Saved data entries:
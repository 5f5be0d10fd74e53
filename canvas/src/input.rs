//! Input model: the gesture events screens consume, and the state machine
//! that derives them from raw pointer events.
//!
//! Screens only ever see [`InputEvent`]s. [`GestureTracker`] turns a
//! pointer-down / move / up stream into exactly one gesture at a time: a press
//! that stays within [`TAP_SLOP_PX`] becomes a tap, anything further becomes
//! a drag.

#[cfg(test)]
#[path = "input_test.rs"]
mod input_test;

use serde::{Deserialize, Serialize};

use crate::consts::TAP_SLOP_PX;
use crate::geom::Point;

/// A gesture event in surface coordinates.
#[derive(Debug, Clone, Copy, PartialEq, Serialize, Deserialize)]
#[serde(tag = "kind", rename_all = "snake_case")]
pub enum InputEvent {
    Tap { at: Point },
    DragStart { at: Point },
    /// Absolute pointer position, not a delta.
    DragUpdate { at: Point },
    DragEnd,
}

/// Gesture being tracked between pointer-down and pointer-up.
#[derive(Debug, Clone, Copy, PartialEq, Default)]
pub enum InputState {
    /// No pointer is down.
    #[default]
    Idle,
    /// Pointer is down but has not moved far enough to be a drag.
    Pressed {
        origin: Point,
    },
    Dragging {
        origin: Point,
    },
}

#[derive(Debug, Clone, Copy, Default)]
pub struct GestureTracker {
    state: InputState,
}

impl GestureTracker {
    #[must_use]
    pub fn new() -> Self {
        Self::default()
    }

    #[must_use]
    pub fn state(&self) -> InputState {
        self.state
    }

    /// A second pointer-down while a gesture is active is ignored.
    pub fn pointer_down(&mut self, at: Point) -> Vec<InputEvent> {
        if self.state == InputState::Idle {
            self.state = InputState::Pressed { origin: at };
        }
        Vec::new()
    }

    pub fn pointer_move(&mut self, at: Point) -> Vec<InputEvent> {
        match self.state {
            InputState::Idle => Vec::new(),
            InputState::Pressed { origin } => {
                if at.distance(origin) <= TAP_SLOP_PX {
                    return Vec::new();
                }
                self.state = InputState::Dragging { origin };
                vec![InputEvent::DragStart { at: origin }, InputEvent::DragUpdate { at }]
            }
            InputState::Dragging { .. } => vec![InputEvent::DragUpdate { at }],
        }
    }

    pub fn pointer_up(&mut self, at: Point) -> Vec<InputEvent> {
        let events = match self.state {
            InputState::Idle => Vec::new(),
            InputState::Pressed { .. } => vec![InputEvent::Tap { at }],
            InputState::Dragging { .. } => vec![InputEvent::DragEnd],
        };
        self.state = InputState::Idle;
        events
    }

    /// Abandon the current gesture (pointer lost). A drag in progress is ended.
    pub fn cancel(&mut self) -> Vec<InputEvent> {
        let events = match self.state {
            InputState::Dragging { .. } => vec![InputEvent::DragEnd],
            InputState::Idle | InputState::Pressed { .. } => Vec::new(),
        };
        self.state = InputState::Idle;
        events
    }
}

Exercise brief. Take each line above that contains "crate" and copy it out.

Answer space.
use crate::consts::TAP_SLOP_PX;
use crate::geom::Point;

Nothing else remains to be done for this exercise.